Globally, an estimated 34 million people were infected with the human immunodeficiency virus-type 1 (HIV-1), the aetiologic agent of acquired immunodeficiency syndrome (AIDS), at the end of 2012 [1]. The Caribbean is one of the most severely affected regions in the world after Sub-Saharan Africa. About 250,000 people (1.0% of the adult population) were living with HIV-1 in the Caribbean in 2012, 78% of whom were reported in Hispaniola, the island shared by the Dominican Republic and Haiti [1]. HIV prevalence greatly varies among countries ranging from <0.1% in Cuba to over 2% in the Bahamas and Haiti [1]. The first AIDS cases were recognized in Haiti in 1978–1979 [2] and in other Caribbean countries in 1982–1984 [3], [4], [5]. The main mode of HIV transmission in the region is heterosexual sex [6].

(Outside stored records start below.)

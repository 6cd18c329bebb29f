//! Built-in peripheral scenarios
//!
//! Milestone numbering and cycle limits follow the firmware tests of the
//! multi-peripheral SoC. Gaps between firmware writes are representative of
//! the firmware's run time, not measured.

use crate::error::{Result, ScenarioError};
use crate::firmware::FirmwareModel;
use crate::plan::{Step, ERROR_CODE};
use crate::scenario::{BenchConfig, Scenario};
use indexmap::IndexMap;
use vgpio_sync::VgpioConfig;

fn scenario(
    name: &str,
    description: &str,
    cycle_limit: u64,
    firmware: FirmwareModel,
    steps: Vec<Step>,
) -> Scenario {
    Scenario {
        name: name.to_string(),
        description: description.to_string(),
        bench: BenchConfig {
            cycle_limit,
            ..Default::default()
        },
        vgpio: VgpioConfig::default(),
        firmware,
        steps,
    }
}

/// Sample value the ADC model converts to
const ADC_SAMPLE: u32 = 0x5A3;

pub fn adc() -> Scenario {
    scenario(
        "adc",
        "ADC enable, single conversion with 12-bit result check, burst, disable",
        500_000,
        FirmwareModel::boot(2_000)
            .then(0, 1)
            .then(400, 2)
            .then(1_200, 3)
            .then(40, ADC_SAMPLE)
            .then(6_000, 5)
            .then(200, 6),
        vec![
            Step::wait(1, "firmware ready"),
            Step::wait(2, "ADC peripheral enabled"),
            Step::wait(3, "first conversion complete"),
            Step::settle(100),
            Step::Sample {
                mask: 0xFFF,
                min: 0,
                max: 0xFFF,
                label: Some("ADC value in 12-bit range".to_string()),
            },
            Step::wait(5, "multiple conversions complete"),
            Step::wait(6, "ADC peripheral disabled"),
        ],
    )
}

pub fn uart() -> Scenario {
    scenario(
        "uart",
        "UART enable, transmit, disable and post-disable pulse",
        200_000,
        FirmwareModel::boot(2_000)
            .then(0, 1)
            .then(500, 2)
            .then(12_000, 3)
            .then(300, 4)
            .then(300, 5)
            .then(300, 6),
        vec![
            Step::wait(1, "firmware ready"),
            Step::wait(2, "UART enabled"),
            Step::wait(3, "transmission complete"),
            Step::wait(4, "UART disabled"),
            Step::wait(5, "post-disable check pulse"),
            Step::wait(6, "cross-peripheral marker"),
        ],
    )
}

pub fn spi() -> Scenario {
    let mut firmware = FirmwareModel::boot(2_000)
        .then(0, 1)
        .then(600, 2)
        .then(9_000, 3);
    // Firmware echoes every byte it received on MISO before disabling.
    for byte in [0x66, 0xBB, 0x23, 0x42, 0x78, 0xAB, 0xBB, 0xCF] {
        firmware = firmware.then(800, byte);
    }
    firmware = firmware.then(500, 6);

    scenario(
        "spi",
        "SPI enable, eight-byte exchange, disable",
        1_000_000,
        firmware,
        vec![
            Step::wait(1, "firmware ready"),
            Step::wait(2, "SPI peripheral enabled"),
            Step::wait(3, "data transmission complete"),
            Step::wait(6, "SPI peripheral disabled"),
            Step::reject_error_code(),
        ],
    )
}

pub fn i2c() -> Scenario {
    scenario(
        "i2c",
        "I2C enable, bus activity window, transaction complete, disable",
        500_000,
        FirmwareModel::boot(2_000)
            .then(0, 1)
            .then(500, 2)
            .then(20_000, 3)
            .then(400, 4),
        vec![
            Step::wait(1, "firmware ready"),
            Step::wait(2, "I2C peripheral enabled"),
            Step::PollUntil {
                at_least: 3,
                max_cycles: 50_000,
            },
            Step::wait(3, "transaction complete"),
            Step::wait(4, "I2C peripheral disabled"),
        ],
    )
}

pub fn sram() -> Scenario {
    let phases: [(u32, &str, u64); 14] = [
        (1, "system initialization complete", 0),
        (2, "corner address test", 5),
        (3, "boundary address test", 5),
        (4, "walking ones pattern", 10),
        (5, "walking zeros pattern", 10),
        (6, "alternating patterns", 10),
        (7, "byte-level patterns", 5),
        (8, "nibble-level patterns", 5),
        (9, "byte lane test", 5),
        (10, "all zeros pattern", 50),
        (11, "all ones pattern", 50),
        (15, "data retention check", 5),
        (17, "halfword access test", 5),
        (18, "SRAM suite complete", 0),
    ];

    let mut firmware = FirmwareModel::boot(3_000);
    let mut steps = Vec::new();
    for (milestone, label, settle) in phases {
        firmware = firmware.then(if milestone == 1 { 0 } else { 4_000 }, milestone);
        steps.push(Step::wait(milestone, label));
        if settle > 0 {
            steps.push(Step::settle(settle));
        }
    }
    steps.push(Step::reject_error_code());

    scenario(
        "sram",
        "SRAM verification suite: corners, boundaries, walking bits, patterns, lanes",
        15_000_000,
        firmware,
        steps,
    )
}

pub fn pwm() -> Scenario {
    scenario(
        "pwm",
        "PWM pads configured, instances enabled, sampling window",
        500_000,
        FirmwareModel::boot(2_000)
            .then(0, 1)
            .then(800, 2)
            .then(300, 3),
        vec![
            Step::wait(1, "pads configured"),
            Step::wait(2, "PWM instances enabled"),
            Step::wait(3, "sampling phase"),
            Step::settle(10_000),
            Step::settle(5_000),
        ],
    )
}

pub fn system() -> Scenario {
    scenario(
        "system",
        "System integration across PWM, UART, SPI, I2C, SRAM and ADC",
        1_000_000,
        FirmwareModel::boot(2_500)
            .then(0, 1)
            .then(600, 2)
            .then(3_000, 3)
            .then(700, 4)
            .then(700, 5)
            .then(9_000, 6)
            .then(500, 7)
            .then(900, 8),
        vec![
            Step::wait(1, "pad configuration"),
            Step::wait(2, "PWM configured"),
            Step::settle(1_000),
            Step::wait(3, "UART configured"),
            Step::wait(4, "SPI configured"),
            Step::wait(5, "I2C configured"),
            Step::wait(6, "SRAM test passed"),
            Step::wait(7, "ADC enabled"),
            Step::wait(8, "system test complete"),
            Step::Reject {
                value: ERROR_CODE,
                label: Some("system error code".to_string()),
            },
        ],
    )
}

/// Every built-in scenario, in presentation order
pub fn builtins() -> IndexMap<String, Scenario> {
    [adc(), uart(), spi(), i2c(), sram(), pwm(), system()]
        .into_iter()
        .map(|scenario| (scenario.name.clone(), scenario))
        .collect()
}

pub fn builtin(name: &str) -> Result<Scenario> {
    builtins()
        .shift_remove(name)
        .ok_or_else(|| ScenarioError::UnknownScenario(name.to_string()))
}
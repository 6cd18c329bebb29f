//! End-to-end scenario runs on the virtual bench

use std::io::Write;
use tokio::task::LocalSet;
use vgpio_sim::SimError;
use vgpio_sync::{SignalError, TimeoutError, VgpioConfig};
use vgpio_testing::{
    builtins, execute, run_scenario, BenchConfig, FirmwareModel, Scenario, ScenarioError, Step,
    StepOutcome, ERROR_CODE,
};

fn custom(name: &str, firmware: FirmwareModel, steps: Vec<Step>) -> Scenario {
    Scenario {
        name: name.to_string(),
        description: String::new(),
        bench: BenchConfig {
            cycle_limit: 50_000,
            ..Default::default()
        },
        vgpio: VgpioConfig::default(),
        firmware,
        steps,
    }
}

#[test]
fn test_builtin_scenarios_pass() {
    for (name, scenario) in builtins() {
        let report = run_scenario(&scenario).unwrap();
        assert!(report.passed(), "{name} failed:\n{report}");
        assert_eq!(report.records.len(), scenario.steps.len());

        let (last_edge, last_value) = *scenario.firmware.timeline().last().unwrap();
        assert_eq!(report.final_value, last_value, "{name}");
        assert!(report.edges >= last_edge, "{name}");
        assert_eq!(report.observer_fault, None, "{name}");
    }
}

#[test]
fn test_missed_milestone_fails_scenario() {
    let scenario = custom(
        "stalled",
        FirmwareModel::boot(100).then(0, 1),
        vec![
            Step::wait(1, "ready"),
            Step::Wait {
                value: 2,
                timeout_cycles: Some(500),
                label: Some("never written".to_string()),
            },
        ],
    );

    match run_scenario(&scenario) {
        Err(ScenarioError::Milestone {
            step, label, source, ..
        }) => {
            assert_eq!(step, 1);
            assert_eq!(label, "never written");
            assert_eq!(
                source,
                TimeoutError {
                    expected: 2,
                    observed: 1,
                    cycles: 500
                }
            );
        }
        other => panic!("expected milestone timeout, got {other:?}"),
    }
}

#[test]
fn test_wait_without_budget_uses_scenario_default() {
    let mut scenario = custom(
        "late-boot",
        FirmwareModel::boot(80).then(0, 1),
        vec![Step::wait(1, "ready")],
    );
    scenario.vgpio = VgpioConfig::default().with_default_timeout(50);

    match run_scenario(&scenario) {
        Err(ScenarioError::Milestone { source, .. }) => assert_eq!(
            source,
            TimeoutError {
                expected: 1,
                observed: 0,
                cycles: 50
            }
        ),
        other => panic!("expected milestone timeout, got {other:?}"),
    }

    scenario.vgpio = VgpioConfig::default();
    assert!(run_scenario(&scenario).unwrap().passed());
}

#[test]
fn test_unknown_bus_pattern_faults_observer_only() {
    let scenario = custom(
        "la-reconfigure",
        FirmwareModel::boot(100).then(0, 1).then(200, 2).force(150, "x"),
        vec![Step::wait(1, "ready"), Step::wait(2, "done")],
    );

    let report = run_scenario(&scenario).unwrap();
    assert!(report.passed());
    assert_eq!(report.final_value, 2);
    assert_eq!(report.edges, 300);
    assert_eq!(report.sim_time_ns, 300 * 25);
    assert!(matches!(
        report.observer_fault,
        Some(SignalError::Unresolved { unknown: 128, .. })
    ));
}

#[test]
fn test_error_code_fails_scenario() {
    let scenario = custom(
        "self-check",
        FirmwareModel::boot(100).then(0, 1).then(50, ERROR_CODE),
        vec![
            Step::wait(1, "ready"),
            Step::settle(100),
            Step::reject_error_code(),
        ],
    );

    match run_scenario(&scenario) {
        Err(ScenarioError::ErrorCode { step, value, .. }) => {
            assert_eq!(step, 2);
            assert_eq!(value, ERROR_CODE);
        }
        other => panic!("expected error code, got {other:?}"),
    }
}

#[test]
fn test_out_of_range_sample_is_recorded() {
    let scenario = custom(
        "adc-overrange",
        FirmwareModel::boot(100).then(0, 1).then(10, 0x900).then(100, 2),
        vec![
            Step::wait(1, "ready"),
            Step::settle(20),
            Step::Sample {
                mask: 0xFFF,
                min: 0,
                max: 0x7FF,
                label: Some("half-scale".to_string()),
            },
            Step::wait(2, "done"),
        ],
    );

    let report = run_scenario(&scenario).unwrap();
    assert!(!report.passed());
    assert_eq!(report.records.len(), 4);

    let failed: Vec<_> = report.failed_checks().collect();
    assert_eq!(failed.len(), 1);
    assert_eq!(failed[0].index, 2);
    assert_eq!(
        failed[0].outcome,
        StepOutcome::Sampled {
            value: 0x900,
            in_range: false
        }
    );
    assert_eq!(report.final_value, 2);
}

#[test]
fn test_poll_gives_up_quietly() {
    let scenario = custom(
        "slow-transfer",
        FirmwareModel::boot(100).then(0, 1).then(5_000, 3),
        vec![
            Step::wait(1, "ready"),
            Step::PollUntil {
                at_least: 3,
                max_cycles: 1_000,
            },
        ],
    );

    let report = run_scenario(&scenario).unwrap();
    assert!(report.passed());
    assert_eq!(
        report.records[1].outcome,
        StepOutcome::Polled {
            value: 1,
            reached: false
        }
    );
    assert_eq!(report.records[1].edge, 1_100);
}

#[test]
fn test_cycle_limit_aborts_scenario() {
    let mut scenario = custom(
        "hung",
        FirmwareModel::boot(100).then(0, 1),
        vec![Step::wait(1, "ready"), Step::wait(2, "never written")],
    );
    scenario.bench.cycle_limit = 1_000;

    match run_scenario(&scenario) {
        Err(ScenarioError::Simulation {
            source: SimError::CycleLimit { limit },
            ..
        }) => assert_eq!(limit, 1_000),
        other => panic!("expected cycle limit, got {other:?}"),
    }
}

#[test]
fn test_scenario_from_file() {
    let mut file = tempfile::NamedTempFile::new().unwrap();
    write!(
        file,
        r#"
name = "handshake"

[bench]
cycle_limit = 10000

[firmware]
boot_cycles = 200
writes = [
    {{ after_cycles = 0, value = 1 }},
    {{ after_cycles = 300, value = 2 }},
]

[[steps]]
step = "wait"
value = 1

[[steps]]
step = "wait"
value = 2
timeout_cycles = 1000
label = "handshake complete"

[[steps]]
step = "reject"
value = 0xEEEE
"#
    )
    .unwrap();

    let scenario = Scenario::from_path(file.path()).unwrap();
    let report = run_scenario(&scenario).unwrap();
    assert!(report.passed());
    assert_eq!(report.records[1].label, "handshake complete");
    assert_eq!(report.records[1].edge, 500);
    assert_eq!(report.final_value, 2);
}

#[test]
fn test_missing_file_is_io_error() {
    let dir = tempfile::tempdir().unwrap();
    let result = Scenario::from_path(dir.path().join("absent.toml"));
    assert!(matches!(result, Err(ScenarioError::Io(_))));
}

#[tokio::test(start_paused = true)]
async fn test_execute_on_existing_local_set() {
    LocalSet::new()
        .run_until(async {
            let scenario = custom(
                "inline",
                FirmwareModel::boot(10).then(0, 1).then(20, 2),
                vec![
                    Step::wait(1, "ready"),
                    Step::wait(2, "done"),
                    Step::settle(5),
                ],
            );
            let report = execute(&scenario).await.unwrap();
            assert_eq!(report.records[1].edge, 30);
            assert_eq!(report.edges, 35);
            assert_eq!(report.observer_updates, 2);
        })
        .await;
}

The subtype B dominates the HIV-1 epidemic in most Caribbean islands [7], [8], [9], [10], [11], [12], [13], [14], with exception of Cuba where several non-B genetic forms are collectively more prevalent [15], [16], [17], [18], [19], [20]. Genetic evidence suggests that the HIV-1 subtype B was introduced from Central Africa into America through Haiti around the middle 1960s, coinciding with the return of many Haitian professionals who worked in the Democratic Republic of Congo [21]. According to that study, one subtype B strain was disseminated from Haiti to the United States (US) around 1969 and from the US to the rest of the world, establishing a “BPANDEMIC” clade. Other subtype B lineages, here called “BCAR” clades, remain mostly restricted to Haiti and neighboring Caribbean islands. The study of Gilbert et al (2007), however, analyzed a very low number of HIV-1 subtype B Caribbean sequences (Haiti = 11 and Trinidad and Tobago = 11) and the relative prevalence of the BPANDEMIC and BCAR clades across different Caribbean islands remains largely unknown.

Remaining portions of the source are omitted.